Starting a business in Texas is a big risk, and it’s hard to go it alone. That’s why so many companies are started by co-founders. Often, one party has the idea, and the other has the capital, and giving away equity in exchange for funding is a very viable way to get a business off the ground.

Why partnerships and companies fall apart

Starting a business with another person is bound to involve some conflicts. Sometimes, these small business disputes can be resolved easily. At other times, the disagreements become entrenched and result in an inability to work together.

In some cases, the two founders will have entirely different ideas about what the future of the company might be. When a dispute becomes intractable, it can be advisable to dissolve the relationship (whether it be a partnership, limited liability company, or corporation).

Dissolving a partnership or company

The easiest and most painless way to dissolve a business relationship is for one party to buy the other out. Typically, the aggrieved owner will approach the other and propose to buy them out.
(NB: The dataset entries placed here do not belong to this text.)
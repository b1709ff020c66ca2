//! # Core Configuration Module
//!
//! Provides configuration management for the auth core.
//!
//! ## Overview
//!
//! The configuration system uses a builder pattern to construct a `CoreConfig`
//! instance that holds all injected platform capabilities and tunables for the
//! credential lifecycle coordinator. It enforces fail-fast validation so a
//! missing capability is reported at startup, not at first token request.
//!
//! ## Required Dependencies
//!
//! - `KeyValueStore` - Durable persistence for accounts, tokens, and active
//!   account selections
//! - `TokenCipher` - Encryption for credential material at rest
//!
//! ## Optional Dependencies (with defaults)
//!
//! - `Clock` - Time source (default: `SystemClock`)
//!
//! ## Usage
//!
//! ```ignore
//! use core_runtime::config::CoreConfig;
//! use std::sync::Arc;
//!
//! let config = CoreConfig::builder()
//!     .key_value_store(Arc::new(MyStore))
//!     .token_cipher(Arc::new(MyCipher))
//!     .build()
//!     .expect("Failed to build config");
//! ```
//!
//! ## Error Handling
//!
//! The builder validates all required dependencies and provides actionable error
//! messages when capabilities are missing.

use crate::error::{Error, Result};
use bridge_traits::{Clock, KeyValueStore, SystemClock, TokenCipher};
use std::sync::Arc;
use std::time::Duration;

/// Default safety margin subtracted from token expiry when judging freshness.
pub const DEFAULT_SAFETY_MARGIN_SECS: i64 = 300;

/// Default upper bound on a single refresh attempt.
pub const DEFAULT_REFRESH_TIMEOUT: Duration = Duration::from_secs(120);

/// Core configuration for the auth core.
///
/// This struct holds all dependencies and settings required to initialize
/// the credential lifecycle coordinator. Use [`CoreConfigBuilder`] to
/// construct instances.
#[derive(Clone)]
pub struct CoreConfig {
    /// Durable key-value persistence (required)
    pub key_value_store: Arc<dyn KeyValueStore>,

    /// Cipher for credential material at rest (required)
    pub token_cipher: Arc<dyn TokenCipher>,

    /// Time source (defaults to `SystemClock`)
    pub clock: Arc<dyn Clock>,

    /// Safety margin subtracted from token expiry when judging freshness
    pub safety_margin: chrono::Duration,

    /// Upper bound on a single refresh attempt before it is treated as a
    /// transient failure
    pub refresh_timeout: Duration,

    /// Buffer size for the auth event bus
    pub event_buffer_size: usize,
}

impl std::fmt::Debug for CoreConfig {
    fn fmt(&self, f: &mut std::fmt::Formatter<'_>) -> std::fmt::Result {
        f.debug_struct("CoreConfig")
            .field("key_value_store", &"KeyValueStore { ... }")
            .field("token_cipher", &"TokenCipher { ... }")
            .field("clock", &"Clock { ... }")
            .field("safety_margin", &self.safety_margin)
            .field("refresh_timeout", &self.refresh_timeout)
            .field("event_buffer_size", &self.event_buffer_size)
            .finish()
    }
}

impl CoreConfig {
    /// Creates a new builder for constructing a `CoreConfig`.
    pub fn builder() -> CoreConfigBuilder {
        CoreConfigBuilder::default()
    }

    /// Validates the configuration and returns an error if invalid.
    ///
    /// This checks:
    /// - The safety margin is non-negative
    /// - The refresh timeout is non-zero
    /// - The event buffer size is non-zero
    pub fn validate(&self) -> Result<()> {
        if self.safety_margin < chrono::Duration::zero() {
            return Err(Error::Config(
                "Safety margin cannot be negative".to_string(),
            ));
        }

        if self.refresh_timeout.is_zero() {
            return Err(Error::Config(
                "Refresh timeout must be greater than zero".to_string(),
            ));
        }

        if self.event_buffer_size == 0 {
            return Err(Error::Config(
                "Event buffer size must be greater than zero".to_string(),
            ));
        }

        Ok(())
    }
}

fn key_value_store_missing_error() -> Error {
    Error::CapabilityMissing {
        capability: "KeyValueStore".to_string(),
        message: "KeyValueStore implementation is required for account and token persistence. \
                 Desktop: inject a file- or database-backed store. \
                 Mobile: inject a platform-native store."
            .to_string(),
    }
}

fn token_cipher_missing_error() -> Error {
    Error::CapabilityMissing {
        capability: "TokenCipher".to_string(),
        message: "TokenCipher implementation is required to protect credentials at rest. \
                 Desktop: inject a DPAPI/libsecret-backed cipher. \
                 Mobile: inject a Keychain/Keystore-backed cipher. \
                 Tests: use bridge_traits::PlaintextCipher."
            .to_string(),
    }
}

/// Builder for constructing [`CoreConfig`] instances.
///
/// Use this builder to incrementally set configuration options and then
/// call [`build()`](CoreConfigBuilder::build) to create the final config.
/// The builder validates required dependencies and provides helpful error
/// messages.
#[derive(Default)]
pub struct CoreConfigBuilder {
    key_value_store: Option<Arc<dyn KeyValueStore>>,
    token_cipher: Option<Arc<dyn TokenCipher>>,
    clock: Option<Arc<dyn Clock>>,
    safety_margin: Option<chrono::Duration>,
    refresh_timeout: Option<Duration>,
    event_buffer_size: Option<usize>,
}

impl CoreConfigBuilder {
    /// Sets the key-value store implementation (required).
    ///
    /// The store persists account metadata, encrypted credentials, and
    /// active account selections across process restarts.
    pub fn key_value_store(mut self, store: Arc<dyn KeyValueStore>) -> Self {
        self.key_value_store = Some(store);
        self
    }

    /// Sets the token cipher implementation (required).
    ///
    /// The cipher protects access tokens and refresh handles before they
    /// reach the key-value store.
    pub fn token_cipher(mut self, cipher: Arc<dyn TokenCipher>) -> Self {
        self.token_cipher = Some(cipher);
        self
    }

    /// Sets the time source (optional).
    ///
    /// Defaults to `SystemClock`. Inject a fixed clock for deterministic
    /// expiry tests.
    pub fn clock(mut self, clock: Arc<dyn Clock>) -> Self {
        self.clock = Some(clock);
        self
    }

    /// Sets the safety margin subtracted from token expiry when judging
    /// freshness.
    ///
    /// Default: 300 seconds.
    pub fn safety_margin(mut self, margin: chrono::Duration) -> Self {
        self.safety_margin = Some(margin);
        self
    }

    /// Sets the upper bound on a single refresh attempt.
    ///
    /// Default: 120 seconds.
    pub fn refresh_timeout(mut self, timeout: Duration) -> Self {
        self.refresh_timeout = Some(timeout);
        self
    }

    /// Sets the buffer size for the auth event bus.
    ///
    /// Default: 100 events.
    pub fn event_buffer_size(mut self, size: usize) -> Self {
        self.event_buffer_size = Some(size);
        self
    }

    /// Builds the final `CoreConfig` instance.
    ///
    /// This validates all required dependencies are provided and returns
    /// an error with an actionable message if anything is missing.
    pub fn build(self) -> Result<CoreConfig> {
        let key_value_store = self
            .key_value_store
            .ok_or_else(key_value_store_missing_error)?;

        let token_cipher = self.token_cipher.ok_or_else(token_cipher_missing_error)?;

        let clock = self
            .clock
            .unwrap_or_else(|| Arc::new(SystemClock) as Arc<dyn Clock>);

        let config = CoreConfig {
            key_value_store,
            token_cipher,
            clock,
            safety_margin: self
                .safety_margin
                .unwrap_or_else(|| chrono::Duration::seconds(DEFAULT_SAFETY_MARGIN_SECS)),
            refresh_timeout: self.refresh_timeout.unwrap_or(DEFAULT_REFRESH_TIMEOUT),
            event_buffer_size: self
                .event_buffer_size
                .unwrap_or(crate::events::DEFAULT_EVENT_BUFFER_SIZE),
        };

        config.validate()?;

        Ok(config)
    }
}

#[cfg(test)]
mod tests {
    use super::*;
    use async_trait::async_trait;
    use bridge_traits::error::Result as BridgeResult;
    use bridge_traits::PlaintextCipher;
    use std::collections::HashMap;
    use std::sync::Mutex;

    // Mock implementations for testing
    #[derive(Default)]
    struct MockKeyValueStore {
        rows: Mutex<HashMap<String, String>>,
    }

    #[async_trait]
    impl KeyValueStore for MockKeyValueStore {
        async fn put(&self, key: &str, value: &str) -> BridgeResult<()> {
            let mut rows = self.rows.lock().unwrap();
            rows.insert(key.to_string(), value.to_string());
            Ok(())
        }

        async fn get(&self, key: &str) -> BridgeResult<Option<String>> {
            let rows = self.rows.lock().unwrap();
            Ok(rows.get(key).cloned())
        }

        async fn remove(&self, key: &str) -> BridgeResult<()> {
            let mut rows = self.rows.lock().unwrap();
            rows.remove(key);
            Ok(())
        }

        async fn list_keys(&self, prefix: &str) -> BridgeResult<Vec<String>> {
            let rows = self.rows.lock().unwrap();
            Ok(rows
                .keys()
                .filter(|k| k.starts_with(prefix))
                .cloned()
                .collect())
        }
    }

    #[test]
    fn test_builder_requires_key_value_store() {
        let result = CoreConfig::builder()
            .token_cipher(Arc::new(PlaintextCipher))
            .build();

        assert!(result.is_err());
        let err_msg = result.unwrap_err().to_string();
        assert!(err_msg.contains("KeyValueStore"));
        assert!(err_msg.contains("persistence"));
    }

    #[test]
    fn test_builder_requires_token_cipher() {
        let result = CoreConfig::builder()
            .key_value_store(Arc::new(MockKeyValueStore::default()))
            .build();

        assert!(result.is_err());
        let err_msg = result.unwrap_err().to_string();
        assert!(err_msg.contains("TokenCipher"));
        assert!(err_msg.contains("credentials at rest"));
    }

    #[test]
    fn test_builder_with_all_required_fields() {
        let config = CoreConfig::builder()
            .key_value_store(Arc::new(MockKeyValueStore::default()))
            .token_cipher(Arc::new(PlaintextCipher))
            .build()
            .unwrap();

        assert_eq!(
            config.safety_margin,
            chrono::Duration::seconds(DEFAULT_SAFETY_MARGIN_SECS)
        );
        assert_eq!(config.refresh_timeout, DEFAULT_REFRESH_TIMEOUT);
        assert_eq!(
            config.event_buffer_size,
            crate::events::DEFAULT_EVENT_BUFFER_SIZE
        );
    }

    #[test]
    fn test_builder_with_custom_tunables() {
        let config = CoreConfig::builder()
            .key_value_store(Arc::new(MockKeyValueStore::default()))
            .token_cipher(Arc::new(PlaintextCipher))
            .safety_margin(chrono::Duration::seconds(60))
            .refresh_timeout(Duration::from_secs(30))
            .event_buffer_size(16)
            .build()
            .unwrap();

        assert_eq!(config.safety_margin, chrono::Duration::seconds(60));
        assert_eq!(config.refresh_timeout, Duration::from_secs(30));
        assert_eq!(config.event_buffer_size, 16);
    }

    #[test]
    fn test_validate_rejects_negative_safety_margin() {
        let result = CoreConfig::builder()
            .key_value_store(Arc::new(MockKeyValueStore::default()))
            .token_cipher(Arc::new(PlaintextCipher))
            .safety_margin(chrono::Duration::seconds(-1))
            .build();

        assert!(result.is_err());
        assert!(result
            .unwrap_err()
            .to_string()
            .contains("cannot be negative"));
    }

    #[test]
    fn test_validate_rejects_zero_refresh_timeout() {
        let result = CoreConfig::builder()
            .key_value_store(Arc::new(MockKeyValueStore::default()))
            .token_cipher(Arc::new(PlaintextCipher))
            .refresh_timeout(Duration::ZERO)
            .build();

        assert!(result.is_err());
        assert!(result
            .unwrap_err()
            .to_string()
            .contains("Refresh timeout"));
    }

    #[test]
    fn test_validate_rejects_zero_event_buffer() {
        let result = CoreConfig::builder()
            .key_value_store(Arc::new(MockKeyValueStore::default()))
            .token_cipher(Arc::new(PlaintextCipher))
            .event_buffer_size(0)
            .build();

        assert!(result.is_err());
        assert!(result
            .unwrap_err()
            .to_string()
            .contains("Event buffer size"));
    }

    #[test]
    fn test_default_clock_is_system_clock() {
        let config = CoreConfig::builder()
            .key_value_store(Arc::new(MockKeyValueStore::default()))
            .token_cipher(Arc::new(PlaintextCipher))
            .build()
            .unwrap();

        // System clock should report a plausible current time
        assert!(config.clock.unix_timestamp() > 0);
    }

    #[test]
    fn test_config_is_cloneable() {
        let config = CoreConfig::builder()
            .key_value_store(Arc::new(MockKeyValueStore::default()))
            .token_cipher(Arc::new(PlaintextCipher))
            .build()
            .unwrap();

        let cloned = config.clone();
        assert_eq!(cloned.safety_margin, config.safety_margin);
        assert_eq!(cloned.refresh_timeout, config.refresh_timeout);
    }

    #[test]
    fn test_debug_redacts_capabilities() {
        let config = CoreConfig::builder()
            .key_value_store(Arc::new(MockKeyValueStore::default()))
            .token_cipher(Arc::new(PlaintextCipher))
            .build()
            .unwrap();

        let rendered = format!("{:?}", config);
        assert!(rendered.contains("KeyValueStore { ... }"));
        assert!(rendered.contains("TokenCipher { ... }"));
    }
}
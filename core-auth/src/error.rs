use crate::types::{AccountId, ProviderKind};
use thiserror::Error;

/// Error taxonomy for credential lifecycle operations.
///
/// Variants are `Clone` so a single failed refresh can be reported to every
/// caller waiting on it.
#[derive(Error, Debug, Clone, PartialEq, Eq)]
pub enum AuthError {
    #[error("No active account for provider {provider}")]
    NoActiveAccount { provider: ProviderKind },

    #[error("No credentials stored for account {0}")]
    AccountNotFound(AccountId),

    #[error("Failed to encrypt credential material")]
    EncryptionFailed,

    #[error("Failed to decrypt stored credentials for account {account_id}")]
    DecryptionFailed { account_id: AccountId },

    #[error("Storage operation failed: {0}")]
    StorageFailed(String),

    #[error("Account {account_id} requires interactive re-authentication")]
    NeedsReauthentication { account_id: AccountId },

    #[error("Transient refresh failure: {cause}")]
    TransientError { cause: String },

    #[error("Sign-in was cancelled")]
    SignInCancelled,

    #[error("Sign-in failed: {0}")]
    SignInFailed(String),

    #[error("No backend configured for provider {provider}")]
    ProviderNotConfigured { provider: ProviderKind },
}

impl From<bridge_traits::BridgeError> for AuthError {
    fn from(err: bridge_traits::BridgeError) -> Self {
        AuthError::StorageFailed(err.to_string())
    }
}

pub type Result<T> = std::result::Result<T, AuthError>;
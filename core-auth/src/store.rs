//! Encrypted Token Storage
//!
//! This module persists account profiles and their credentials through the
//! host's `KeyValueStore`, with both secrets passed through the injected
//! `TokenCipher` before they touch disk.
//!
//! ## Security Features
//!
//! - Access tokens and refresh handles are stored only in encrypted form
//! - Secrets are never logged or exposed in error messages
//! - Unreadable ciphertext surfaces as a distinct, recoverable error
//! - Secure erasure on sign-out
//!
//! ## Row layout
//!
//! One JSON row per account under `account:{account_id}`, holding the
//! profile metadata plus an optional credential block (base64 ciphertexts).
//! A row with no credential block represents an account awaiting
//! re-authentication: the profile survives, the secrets are gone.

use crate::error::{AuthError, Result};
use crate::types::{Account, AccountId, ProviderKind, TokenRecord};
use base64::engine::general_purpose::STANDARD as BASE64;
use base64::Engine;
use bridge_traits::{KeyValueStore, TokenCipher};
use chrono::DateTime;
use serde::{Deserialize, Serialize};
use std::sync::Arc;
use tracing::{debug, info, warn};

/// Key prefix for account rows in the key-value store.
const KEY_PREFIX: &str = "account:";

/// Encrypted persistence for accounts and their credentials.
#[derive(Clone)]
pub struct EncryptedTokenStore {
    kv: Arc<dyn KeyValueStore>,
    cipher: Arc<dyn TokenCipher>,
}

/// Credential block of a stored row. Secret fields hold base64-encoded
/// ciphertext.
#[derive(Debug, Serialize, Deserialize)]
struct StoredCredentials {
    access_token: String,
    refresh_handle: String,
    scopes: std::collections::BTreeSet<String>,
    expires_at_ms: Option<i64>,
    token_type: String,
}

/// One persisted account row.
#[derive(Debug, Serialize, Deserialize)]
struct StoredRow {
    id: AccountId,
    provider: ProviderKind,
    display_name: Option<String>,
    email: Option<String>,
    credentials: Option<StoredCredentials>,
}

impl EncryptedTokenStore {
    /// Create a new store over the given persistence and cipher.
    pub fn new(kv: Arc<dyn KeyValueStore>, cipher: Arc<dyn TokenCipher>) -> Self {
        debug!("Initializing EncryptedTokenStore");
        Self { kv, cipher }
    }

    /// Persist an account together with its credentials.
    ///
    /// Both secrets are encrypted before serialization; if either
    /// encryption fails nothing is written and `EncryptionFailed` is
    /// returned. An existing row for the same account is replaced.
    pub async fn put(&self, account: &Account, record: &TokenRecord) -> Result<()> {
        if record.account_id != account.id {
            return Err(AuthError::StorageFailed(format!(
                "token record belongs to account {} but was stored for {}",
                record.account_id, account.id
            )));
        }

        let access_ct = self
            .cipher
            .encrypt(record.access_token.as_bytes())
            .ok_or(AuthError::EncryptionFailed)?;
        let refresh_ct = self
            .cipher
            .encrypt(record.refresh_handle.as_bytes())
            .ok_or(AuthError::EncryptionFailed)?;

        let row = StoredRow {
            id: account.id.clone(),
            provider: account.provider,
            display_name: account.display_name.clone(),
            email: account.email.clone(),
            credentials: Some(StoredCredentials {
                access_token: BASE64.encode(access_ct),
                refresh_handle: BASE64.encode(refresh_ct),
                scopes: record.scopes.clone(),
                expires_at_ms: record.expires_at.map(|t| t.timestamp_millis()),
                token_type: record.token_type.clone(),
            }),
        };

        let json = serde_json::to_string(&row)
            .map_err(|e| AuthError::StorageFailed(format!("row serialization failed: {}", e)))?;

        self.kv.put(&storage_key(&account.id), &json).await?;

        info!(
            account_id = %account.id,
            provider = %account.provider.as_str(),
            has_expiry = record.expires_at.is_some(),
            "Credentials stored"
        );

        Ok(())
    }

    /// Load the credentials for an account.
    ///
    /// Returns `Ok(None)` when no credentials exist, either because the
    /// account is unknown or because its credentials were wiped. Returns
    /// `DecryptionFailed` when the row or its ciphertext cannot be read;
    /// callers treat that as a recoverable, account-scoped condition.
    pub async fn get(&self, account_id: &AccountId) -> Result<Option<TokenRecord>> {
        let Some(json) = self.kv.get(&storage_key(account_id)).await? else {
            debug!(account_id = %account_id, "No stored row for account");
            return Ok(None);
        };

        let row = self.parse_row(account_id, &json)?;

        let Some(creds) = row.credentials else {
            debug!(account_id = %account_id, "Account row has no credentials");
            return Ok(None);
        };

        let access_token = self.decrypt_field(account_id, &creds.access_token)?;
        let refresh_handle = self.decrypt_field(account_id, &creds.refresh_handle)?;

        Ok(Some(TokenRecord {
            account_id: row.id,
            access_token,
            refresh_handle,
            scopes: creds.scopes,
            expires_at: creds
                .expires_at_ms
                .and_then(DateTime::from_timestamp_millis),
            token_type: creds.token_type,
        }))
    }

    /// Load the profile metadata for an account, credentials or not.
    pub async fn get_account(&self, account_id: &AccountId) -> Result<Option<Account>> {
        let Some(json) = self.kv.get(&storage_key(account_id)).await? else {
            return Ok(None);
        };

        let row = self.parse_row(account_id, &json)?;

        Ok(Some(Account {
            id: row.id,
            provider: row.provider,
            display_name: row.display_name,
            email: row.email,
        }))
    }

    /// Erase the credentials for an account.
    ///
    /// With `remove_account_row` the whole row is deleted (sign-out);
    /// without it only the credential block is wiped and the profile
    /// metadata survives (pending re-authentication). Idempotent.
    pub async fn clear(&self, account_id: &AccountId, remove_account_row: bool) -> Result<()> {
        let key = storage_key(account_id);

        if remove_account_row {
            self.kv.remove(&key).await?;
            info!(account_id = %account_id, "Account row removed");
            return Ok(());
        }

        let Some(json) = self.kv.get(&key).await? else {
            return Ok(());
        };

        let mut row = match serde_json::from_str::<StoredRow>(&json) {
            Ok(row) => row,
            Err(e) => {
                // Unreadable row with nothing worth preserving
                warn!(
                    account_id = %account_id,
                    error = %e,
                    "Removing malformed account row during credential wipe"
                );
                self.kv.remove(&key).await?;
                return Ok(());
            }
        };

        if row.credentials.is_some() {
            row.credentials = None;
            let json = serde_json::to_string(&row).map_err(|e| {
                AuthError::StorageFailed(format!("row serialization failed: {}", e))
            })?;
            self.kv.put(&key, &json).await?;
            info!(account_id = %account_id, "Credentials wiped, profile kept");
        }

        Ok(())
    }

    /// Enumerate the persisted accounts for a provider.
    ///
    /// Malformed rows are skipped with a warning rather than failing the
    /// whole listing.
    pub async fn list_accounts(&self, provider: ProviderKind) -> Result<Vec<Account>> {
        let keys = self.kv.list_keys(KEY_PREFIX).await?;

        let mut accounts = Vec::new();
        for key in keys {
            let Some(json) = self.kv.get(&key).await? else {
                continue;
            };

            let row = match serde_json::from_str::<StoredRow>(&json) {
                Ok(row) => row,
                Err(e) => {
                    warn!(key = %key, error = %e, "Skipping malformed account row");
                    continue;
                }
            };

            if row.provider == provider {
                accounts.push(Account {
                    id: row.id,
                    provider: row.provider,
                    display_name: row.display_name,
                    email: row.email,
                });
            }
        }

        debug!(
            provider = %provider.as_str(),
            count = accounts.len(),
            "Listed persisted accounts"
        );

        Ok(accounts)
    }

    fn parse_row(&self, account_id: &AccountId, json: &str) -> Result<StoredRow> {
        serde_json::from_str(json).map_err(|e| {
            warn!(
                account_id = %account_id,
                error = %e,
                "Stored account row is unreadable"
            );
            AuthError::DecryptionFailed {
                account_id: account_id.clone(),
            }
        })
    }

    fn decrypt_field(&self, account_id: &AccountId, b64_ciphertext: &str) -> Result<String> {
        let failure = || AuthError::DecryptionFailed {
            account_id: account_id.clone(),
        };

        let ciphertext = BASE64.decode(b64_ciphertext).map_err(|_| failure())?;
        let plaintext = self.cipher.decrypt(&ciphertext).ok_or_else(failure)?;
        String::from_utf8(plaintext).map_err(|_| failure())
    }
}

fn storage_key(account_id: &AccountId) -> String {
    format!("{}{}", KEY_PREFIX, account_id)
}
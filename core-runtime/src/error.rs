use thiserror::Error;

#[derive(Error, Debug)]
pub enum Error {
    #[error("Configuration error: {0}")]
    Config(String),

    #[error("Capability missing: {capability} - {message}")]
    CapabilityMissing { capability: String, message: String },

    #[error("Logging initialization failed: {0}")]
    LoggingInit(String),
}

pub type Result<T> = std::result::Result<T, Error>;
Having support from others in the company is important when doing this. Such a confrontation can be uncomfortable, but it is a necessary evil. If the other owner holds firm even when confronted, the next best thing is to offer to sell out to them.

All in all, it’s a good idea to craft a plan for this when starting the business. Incorporating an exit strategy into part of the business plan is a very prudent idea. In some ways, it’s similar to drafting a prenuptial agreement before a marriage takes place. Speaking with a qualified lawyer who has experience with small business disputes is a good idea for anyone dealing with a difficult co-owner.